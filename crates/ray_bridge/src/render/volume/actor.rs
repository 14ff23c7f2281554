//! Volume actors
//!
//! The actor owns host data and appearance only. Backend objects belong to
//! the context's [`super::VolumeCache`], so dropping an actor never discards
//! an upload another timestep could still reuse.

use crate::backend::RayBackend;
use crate::foundation::collections::Revision;

use super::{Timestep, VolumeData, VolumeHandles, VolumeProperty};
use crate::render::participant::{FrameContext, SceneParticipant};
use crate::render::RenderResult;

/// A structured volume placed in the scene
#[derive(Debug, Clone)]
pub struct VolumeActor {
    data: VolumeData,
    property: VolumeProperty,
    visible: bool,
    toggled: bool,
    observed: Option<(Revision, Revision, Timestep)>,
    last_handles: Option<VolumeHandles>,
}

impl VolumeActor {
    /// Create a visible volume actor
    pub fn new(data: VolumeData, property: VolumeProperty) -> Self {
        Self {
            data,
            property,
            visible: true,
            toggled: false,
            observed: None,
            last_handles: None,
        }
    }

    /// Host data
    pub const fn data(&self) -> &VolumeData {
        &self.data
    }

    /// Mutable host data; revisions track edits
    pub fn data_mut(&mut self) -> &mut VolumeData {
        &mut self.data
    }

    /// Appearance
    pub const fn property(&self) -> &VolumeProperty {
        &self.property
    }

    /// Mutable appearance
    pub fn property_mut(&mut self) -> &mut VolumeProperty {
        &mut self.property
    }

    /// Show or hide the volume
    pub fn set_visible(&mut self, visible: bool) {
        if self.visible != visible {
            self.visible = visible;
            self.toggled = true;
        }
    }

    /// Handles submitted in the most recent frame
    pub const fn last_handles(&self) -> Option<VolumeHandles> {
        self.last_handles
    }

    fn revisions(&self) -> (Revision, Revision, Timestep) {
        (self.data.revision(), self.property.revision(), self.data.timestep())
    }
}

impl SceneParticipant for VolumeActor {
    fn is_visible(&self) -> bool {
        self.visible
    }

    fn take_changed(&mut self) -> bool {
        let now = self.revisions();
        let changed = std::mem::take(&mut self.toggled) || self.observed != Some(now);
        self.observed = Some(now);
        changed
    }

    fn contribute(&mut self, frame: &mut FrameContext<'_>) -> RenderResult<()> {
        self.last_handles = frame.volume_cache.get_or_create(
            &mut *frame.backend,
            &self.data,
            &self.property,
            frame.config,
        )?;
        if let Some(handles) = self.last_handles {
            frame.add_volume(handles.volume)?;
        }
        Ok(())
    }

    fn release(&mut self, _backend: &mut dyn RayBackend) {
        self.last_handles = None;
    }
}
//! Math utilities and types
//!
//! Provides the math types shared by the host-side scene objects and the
//! parameters handed to the backend.

pub use nalgebra::{
    Vector2, Vector3, Vector4,
    Matrix3, Matrix4,
    Quaternion,
    Unit,
};

/// 2D vector type
pub type Vec2 = Vector2<f32>;

/// 3D vector type
pub type Vec3 = Vector3<f32>;

/// 4D vector type
pub type Vec4 = Vector4<f32>;

/// 4x4 matrix type
pub type Mat4 = Matrix4<f32>;

/// Quaternion type for rotations
pub type Quat = Unit<Quaternion<f32>>;

/// Transform representing position, rotation, and scale
///
/// Host actors carry one of these; the bridge turns it into the affine
/// placement of the per-frame backend instance.
#[derive(Debug, Clone, PartialEq)]
pub struct Transform {
    /// Position in 3D space
    pub position: Vec3,

    /// Rotation quaternion
    pub rotation: Quat,

    /// Scale factors
    pub scale: Vec3,
}

impl Default for Transform {
    fn default() -> Self {
        Self {
            position: Vec3::zeros(),
            rotation: Quat::identity(),
            scale: Vec3::new(1.0, 1.0, 1.0),
        }
    }
}

impl Transform {
    /// Create a new identity transform
    pub fn identity() -> Self {
        Self::default()
    }

    /// Create a transform with only position
    pub fn from_position(position: Vec3) -> Self {
        Self {
            position,
            ..Default::default()
        }
    }

    /// Create a transform with position, rotation and scale
    pub const fn new(position: Vec3, rotation: Quat, scale: Vec3) -> Self {
        Self {
            position,
            rotation,
            scale,
        }
    }

    /// Convert to a transformation matrix
    pub fn to_matrix(&self) -> Mat4 {
        Mat4::new_translation(&self.position)
            * self.rotation.to_homogeneous()
            * Mat4::new_nonuniform_scaling(&self.scale)
    }
}

/// Math utility functions
pub mod utils {
    /// Convert degrees to radians
    pub fn deg_to_rad(degrees: f32) -> f32 {
        degrees.to_radians()
    }

    /// Linear interpolation
    pub fn lerp(a: f32, b: f32, t: f32) -> f32 {
        a + (b - a) * t
    }
}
====
--- WHAT THE EXERCISE ASKS ---
Line by line, set the records above down again exactly.

--- RESULT ---
filename crates/ray_bridge/src/render/volume/actor.rs
repository 14ff23c7f2281554
//! Volume actors
//!
//! The actor owns host data and appearance only. Backend objects belong to
//! the context's [`super::VolumeCache`], so dropping an actor never discards
//! an upload another timestep could still reuse.

use crate::backend::RayBackend;
use crate::foundation::collections::Revision;

use super::{Timestep, VolumeData, VolumeHandles, VolumeProperty};
use crate::render::participant::{FrameContext, SceneParticipant};
use crate::render::RenderResult;

/// A structured volume placed in the scene
#[derive(Debug, Clone)]
pub struct VolumeActor {
    data: VolumeData,
    property: VolumeProperty,
    visible: bool,
    toggled: bool,
    observed: Option<(Revision, Revision, Timestep)>,
    last_handles: Option<VolumeHandles>,
}

impl VolumeActor {
    /// Create a visible volume actor
    pub fn new(data: VolumeData, property: VolumeProperty) -> Self {
        Self {
            data,
            property,
            visible: true,
            toggled: false,
            observed: None,
            last_handles: None,
        }
    }

    /// Host data
    pub const fn data(&self) -> &VolumeData {
        &self.data
    }

    /// Mutable host data; revisions track edits
    pub fn data_mut(&mut self) -> &mut VolumeData {
        &mut self.data
    }

    /// Appearance
    pub const fn property(&self) -> &VolumeProperty {
        &self.property
    }

    /// Mutable appearance
    pub fn property_mut(&mut self) -> &mut VolumeProperty {
        &mut self.property
    }

    /// Show or hide the volume
    pub fn set_visible(&mut self, visible: bool) {
        if self.visible != visible {
            self.visible = visible;
            self.toggled = true;
        }
    }

    /// Handles submitted in the most recent frame
    pub const fn last_handles(&self) -> Option<VolumeHandles> {
        self.last_handles
    }

    fn revisions(&self) -> (Revision, Revision, Timestep) {
        (self.data.revision(), self.property.revision(), self.data.timestep())
    }
}

impl SceneParticipant for VolumeActor {
    fn is_visible(&self) -> bool {
        self.visible
    }

    fn take_changed(&mut self) -> bool {
        let now = self.revisions();
        let changed = std::mem::take(&mut self.toggled) || self.observed != Some(now);
        self.observed = Some(now);
        changed
    }

    fn contribute(&mut self, frame: &mut FrameContext<'_>) -> RenderResult<()> {
        self.last_handles = frame.volume_cache.get_or_create(
            &mut *frame.backend,
            &self.data,
            &self.property,
            frame.config,
        )?;
        if let Some(handles) = self.last_handles {
            frame.add_volume(handles.volume)?;
        }
        Ok(())
    }

    fn release(&mut self, _backend: &mut dyn RayBackend) {
        self.last_handles = None;
    }
}
//! Math utilities and types
//!
//! Provides the math types shared by the host-side scene objects and the
//! parameters handed to the backend.

pub use nalgebra::{
    Vector2, Vector3, Vector4,
    Matrix3, Matrix4,
    Quaternion,
    Unit,
};

/// 2D vector type
pub type Vec2 = Vector2<f32>;

/// 3D vector type
pub type Vec3 = Vector3<f32>;

/// 4D vector type
pub type Vec4 = Vector4<f32>;

/// 4x4 matrix type
pub type Mat4 = Matrix4<f32>;

/// Quaternion type for rotations
pub type Quat = Unit<Quaternion<f32>>;

/// Transform representing position, rotation, and scale
///
/// Host actors carry one of these; the bridge turns it into the affine
/// placement of the per-frame backend instance.
#[derive(Debug, Clone, PartialEq)]
pub struct Transform {
    /// Position in 3D space
    pub position: Vec3,

    /// Rotation quaternion
    pub rotation: Quat,

    /// Scale factors
    pub scale: Vec3,
}

impl Default for Transform {
    fn default() -> Self {
        Self {
            position: Vec3::zeros(),
            rotation: Quat::identity(),
            scale: Vec3::new(1.0, 1.0, 1.0),
        }
    }
}

impl Transform {
    /// Create a new identity transform
    pub fn identity() -> Self {
        Self::default()
    }

    /// Create a transform with only position
    pub fn from_position(position: Vec3) -> Self {
        Self {
            position,
            ..Default::default()
        }
    }

    /// Create a transform with position, rotation and scale
    pub const fn new(position: Vec3, rotation: Quat, scale: Vec3) -> Self {
        Self {
            position,
            rotation,
            scale,
        }
    }

    /// Convert to a transformation matrix
    pub fn to_matrix(&self) -> Mat4 {
        Mat4::new_translation(&self.position)
            * self.rotation.to_homogeneous()
            * Mat4::new_nonuniform_scaling(&self.scale)
    }
}

/// Math utility functions
pub mod utils {
    /// Convert degrees to radians
    pub fn deg_to_rad(degrees: f32) -> f32 {
        degrees.to_radians()
    }

    /// Linear interpolation
    pub fn lerp(a: f32, b: f32, t: f32) -> f32 {
        a + (b - a) * t
    }
}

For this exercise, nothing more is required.